Like Dan Rather writ large, the credibility and influence of the mainstream media over public opinion has been dealt a crippling blow in Iraq. That it was self-inflicted just makes it all the more satisfying.












Probable response by CBC (or equivalent): It's mere coincidence that you missed the pile-ups. Those freeways were more dangerous than Omaha Beach! We pronounced them so, and we are authoritative. We will control the horizontal.
Also, you are evading the real issue: your revulsion at constantly having to step over the corpses of upper-middle class Americans who were ejected from emergency rooms or thrown from speeding ambulances when their credit scores (known as "vital signs" in American medical lingo) proved inadequate. You say you have no such memory? You must be repressing it.

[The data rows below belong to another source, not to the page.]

//! Mock LLM backend for testing.

use async_trait::async_trait;
use std::collections::VecDeque;
use std::sync::atomic::{AtomicBool, AtomicU32, Ordering};
use std::sync::Mutex;
use std::time::Duration;

use super::traits::*;

/// One scripted reply, consumed in order by successive `complete` calls.
#[derive(Debug, Clone)]
pub enum ScriptedReply {
    /// Return this response
    Respond(CompletionResponse),
    /// Fail with `LlmError::RequestFailed`
    Fail(String),
}

/// Mock backend for testing.
///
/// Replies are taken from a script queue; once the queue is empty every call
/// returns the default response text. Every request is recorded so tests can
/// inspect what the orchestrator sent.
pub struct MockBackend {
    model_id: String,
    available: AtomicBool,
    capabilities: ModelCapabilities,
    response_content: String,
    script: Mutex<VecDeque<ScriptedReply>>,
    requests: Mutex<Vec<CompletionRequest>>,
    delay: Option<Duration>,
    call_count: AtomicU32,
}

impl MockBackend {
    /// Create a new mock backend.
    pub fn new(model_id: impl Into<String>) -> Self {
        Self {
            model_id: model_id.into(),
            available: AtomicBool::new(true),
            capabilities: ModelCapabilities::default(),
            response_content: "Mock response".to_string(),
            script: Mutex::new(VecDeque::new()),
            requests: Mutex::new(Vec::new()),
            delay: None,
            call_count: AtomicU32::new(0),
        }
    }

    /// Set the fallback response content.
    pub fn with_response(mut self, content: impl Into<String>) -> Self {
        self.response_content = content.into();
        self
    }

    /// Queue a scripted reply.
    pub fn with_reply(self, reply: CompletionResponse) -> Self {
        self.push_reply(ScriptedReply::Respond(reply));
        self
    }

    /// Queue a scripted failure.
    pub fn with_failure(self, message: impl Into<String>) -> Self {
        self.push_reply(ScriptedReply::Fail(message.into()));
        self
    }

    /// Sleep this long inside every call.
    pub fn with_delay(mut self, delay: Duration) -> Self {
        self.delay = Some(delay);
        self
    }

    /// Set availability.
    pub fn with_available(self, available: bool) -> Self {
        self.available.store(available, Ordering::SeqCst);
        self
    }

    /// Queue a scripted reply on a shared backend.
    pub fn push_reply(&self, reply: ScriptedReply) {
        if let Ok(mut script) = self.script.lock() {
            script.push_back(reply);
        }
    }

    /// Get the number of times complete was called.
    pub fn call_count(&self) -> u32 {
        self.call_count.load(Ordering::SeqCst)
    }

    /// Requests received so far, oldest first.
    pub fn requests(&self) -> Vec<CompletionRequest> {
        self.requests
            .lock()
            .map(|r| r.clone())
            .unwrap_or_default()
    }

    fn next_reply(&self) -> Option<ScriptedReply> {
        self.script.lock().ok().and_then(|mut s| s.pop_front())
    }
}

impl Default for MockBackend {
    fn default() -> Self {
        Self::new("mock-model")
    }
}

#[async_trait]
impl LlmBackend for MockBackend {
    fn id(&self) -> &str {
        &self.model_id
    }

    fn provider(&self) -> &str {
        "mock"
    }

    async fn is_available(&self) -> bool {
        self.available.load(Ordering::SeqCst)
    }

    async fn complete(&self, request: CompletionRequest) -> Result<CompletionResponse, LlmError> {
        self.call_count.fetch_add(1, Ordering::SeqCst);

        if !self.available.load(Ordering::SeqCst) {
            return Err(LlmError::Unavailable("Mock backend disabled".to_string()));
        }

        // Estimate token counts
        let prompt_tokens: u32 = request
            .messages
            .iter()
            .map(|m| m.content.len() as u32 / 4)
            .sum();

        if let Ok(mut requests) = self.requests.lock() {
            requests.push(request);
        }

        if let Some(delay) = self.delay {
            tokio::time::sleep(delay).await;
        }

        let mut response = match self.next_reply() {
            Some(ScriptedReply::Respond(response)) => response,
            Some(ScriptedReply::Fail(message)) => return Err(LlmError::RequestFailed(message)),
            None => CompletionResponse::text(self.response_content.clone()),
        };

        if response.usage == Usage::default() {
            response.usage = Usage {
                prompt_tokens,
                completion_tokens: response.content.len() as u32 / 4,
            };
        }

        Ok(response)
    }

    fn capabilities(&self) -> &ModelCapabilities {
        &self.capabilities
    }
}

Trust the media. We know best.
I had my epiphany due to Olympic sports coverage, and the blatant cheating the Soviet bloc did at every turn, and the Western moral equivalence it brought out.I look back now on Reagan's first term as being the low point on media cognitive dissonance, with the Soviets always given the benefit of the doubt,even after the KAL shootdown in 1983.I began then, like during the 1981 air traffic controllers strike, to finally see the media as not providers of factual information, but as propagandists with inferior analytical and reporting skills.
As a Californian suffering under 30 years of democrat misrule, humiliated as Boxer and Pelosi drag our name deeper into the mud, I share the Iraqi yearning for freedom.
Every time I hear about 'pileups' on the freeway, I get this image of teetering skyscrapers of crushed vehicles reaching to the heavens.
Any chance we'll see a picture of that Pinto?
How dare you question the authority of the ministry of information.
Don't you know that we are inclusive and multiculturalists, above all reproach .
There,... that should have reprogramed the neurons in your brain, and put that glaze back in your bovine stare.
If that did'nt work we command you to watch the program we aired about the devil's music,also known as fox news.
If we say we're superior to Americans we mean it,
We have french liberal lawyers running all aspects of our state and ministries, how could you not understand that we know what's best for you?